In this way I was exposed to the great variety of small game that existed at that time in rural America. Usually gray but sometimes fox squirrels, cottontail rabbits, groundhogs, and from time to time skunks, red foxes, raccoons, and a wide variety of snakes. And, of course, birds, including quail, grouse, pheasant, ducks, and very few turkeys.
One of my best farm memories is awakening there in the summer with the windows open. Birds sang loudly in an incredible cacophony that to me was a symphony. Music to my ears and in fact to this day birds are my favorite music.
Later, in the farmhouse’s front yard, Dad set me up with Grandpa’s double-barreled 12-guage shotgun and I shot it into a bush about 30 feet away. Needless to say the recoil rammed my shoulder hard enough to rock me back into Dad’s arms. It was the first time I fired a shotgun. I learned then that guns, particularly shotguns, were not to be trifled with for any reason. Unfortunately, this shotgun somehow escaped the family when Grandpa eventually sold it to a fellow passing through.
Then I was introduced to Grandpa’s single-shot, bolt action .22 caliber rifle. That gun is still in my possession, or rather now in the possession of one of our sons. It featured a scope through which I was able to hunt groundhogs and otherwise enjoy the pastime called “plinking.”
Along about 8th Grade Dad took me to the next town where he’d located a shotgun for sale, one he thought might work for me. It was perfect in that it had a modified shorter stalk that fit my then not full-grown stature. The gun was a single-shot 16-guage with a lever action. Dad thought a single-shot was safer for a beginner—less likely I’d get so excited while hunting I’d forget what I was carrying and fire off another undirected round that could hurt me or others. That gun sits in my gun rack above my head as I write. It’s a revered family heirloom, at least to me because it brings back so many warm memories of hunting squirrel and rabbit, sometimes grouse or pheasant, over several seasons during my teenage years.
I remember a time when Dad and I went hunting for squirrel on the family farm. We got up early, really early for me, and were in the damp, cold woods by 4:30 am. I was freezing in the fall weather. Dad had brought along a thermos of coffee. As an eighth grader I’d never drank coffee at that point but there’s a first time for everything and this was it. Dad poured me a half-cup and I sipped away. I remember the bitter taste, scorching hot, but man was did that coffee hit the spot.
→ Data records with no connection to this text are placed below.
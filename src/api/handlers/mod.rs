//! HTTP request handlers, grouped by resource.

pub mod health;
pub mod pagination;
//! Merges CLI overrides on top of file-based configuration.
//!
//! Precedence, lowest first: configuration files, `PAGER_*` environment
//! variables, global CLI flags, command-specific CLI flags.

use super::parser::{Cli, Commands};
use crate::config::error::ConfigError;
use crate::config::{ConfigLoader, settings::Settings};

pub struct ConfigurationMerger {
    base_config: Settings,
}

impl ConfigurationMerger {
    pub fn new(base_config: Settings) -> Self {
        Self { base_config }
    }

    /// Load the base configuration selected by `--config` / `--env`.
    ///
    /// With `--config`, only that file (plus env vars) is read. Otherwise
    /// the layered loader resolves `PAGER_CONFIG_DIR` and friends.
    ///
    /// # Errors
    /// Returns ConfigError if loading or validation fails
    pub fn from_cli(cli: &Cli) -> Result<Self, ConfigError> {
        let mut loader = ConfigLoader::new()?.with_environment(cli.environment());
        if let Some(ref path) = cli.config {
            loader = loader.with_config_file(path);
        }

        Ok(Self::new(loader.load()?))
    }

    /// Apply CLI overrides to the base configuration and validate the result.
    pub fn merge_cli_args(&self, cli: &Cli) -> Result<Settings, ConfigError> {
        let mut config = self.base_config.clone();

        Self::apply_global_overrides(&mut config, cli);

        if let Some(ref command) = cli.command {
            Self::apply_command_overrides(&mut config, command);
        }

        config.validate()?;

        Ok(config)
    }

    fn apply_global_overrides(config: &mut Settings, cli: &Cli) {
        if cli.verbose {
            config.logger.level = "debug".to_string();
        } else if cli.quiet {
            config.logger.level = "error".to_string();
        }
    }

    fn apply_command_overrides(config: &mut Settings, command: &Commands) {
        match command {
            Commands::Serve {
                host,
                port,
                log_level,
                dry_run: _,
            } => {
                if let Some(host_addr) = host {
                    config.server.host = host_addr.clone();
                }
                if let Some(port_num) = port {
                    config.server.port = *port_num;
                }
                // Command-level log level beats --verbose/--quiet
                if let Some(level) = log_level {
                    config.logger.level = level.as_str().to_string();
                }
            }
            // Range values are per-invocation, not configuration
            Commands::Range { .. } => {}
        }
    }

    pub fn config(&self) -> &Settings {
        &self.base_config
    }
}

#[cfg(test)]
mod tests {
    use super::*;
    use clap::Parser;

    fn merge(args: &[&str]) -> Settings {
        let cli = Cli::try_parse_from(args).unwrap();
        ConfigurationMerger::new(Settings::default())
            .merge_cli_args(&cli)
            .unwrap()
    }

    #[test]
    fn test_configuration_merger_new() {
        let base_config = Settings::default();
        let merger = ConfigurationMerger::new(base_config.clone());
        assert_eq!(merger.config(), &base_config);
    }

    #[test]
    fn test_merge_verbose_and_quiet_flags() {
        assert_eq!(merge(&["pager-rs", "--verbose"]).logger.level, "debug");
        assert_eq!(merge(&["pager-rs", "--quiet"]).logger.level, "error");
    }

    #[test]
    fn test_merge_serve_host_and_port() {
        let merged = merge(&["pager-rs", "serve", "--host", "0.0.0.0", "--port", "8080"]);
        assert_eq!(merged.server.host, "0.0.0.0");
        assert_eq!(merged.server.port, 8080);
    }

    #[test]
    fn test_command_log_level_overrides_global() {
        let merged = merge(&["pager-rs", "--verbose", "serve", "--log-level", "warn"]);
        assert_eq!(merged.logger.level, "warn");
    }

    #[test]
    fn test_range_command_leaves_pagination_config_alone() {
        let merged = merge(&["pager-rs", "range", "-t", "50", "-s", "25"]);
        assert_eq!(merged.pagination, Settings::default().pagination);
    }
}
My Grandma Davis, Mom’s mother, grew up in an era when local farm and field small game were very much a staple of the American family’s diet. She loved the taste of “wild meat.” Since Mom didn’t particularly care for cooking squirrel or rabbit, Grandma Davis was next on the hit parade. She loved it and loved the game each of us grandsons brought her during season.
My junior high, high school, church friend, Ed, virtually lived in the field and woods. That guy loved hunting like no one I knew then or have met since. Not sure if he continued this in adult life, but I enjoyed many hours tramping over hillsides with him trying to scare up rabbits.
Hunting back then was something nearly every boy did at some point in his upbringing. We didn’t needless harm or act cruelly toward animals, but we weren’t squeamish and didn’t treat animals like they were human beings either. Hunting was something you did with respect for the animal, the weapons, and the experience. For me, hunting small game in small town USA is nothing but good memories.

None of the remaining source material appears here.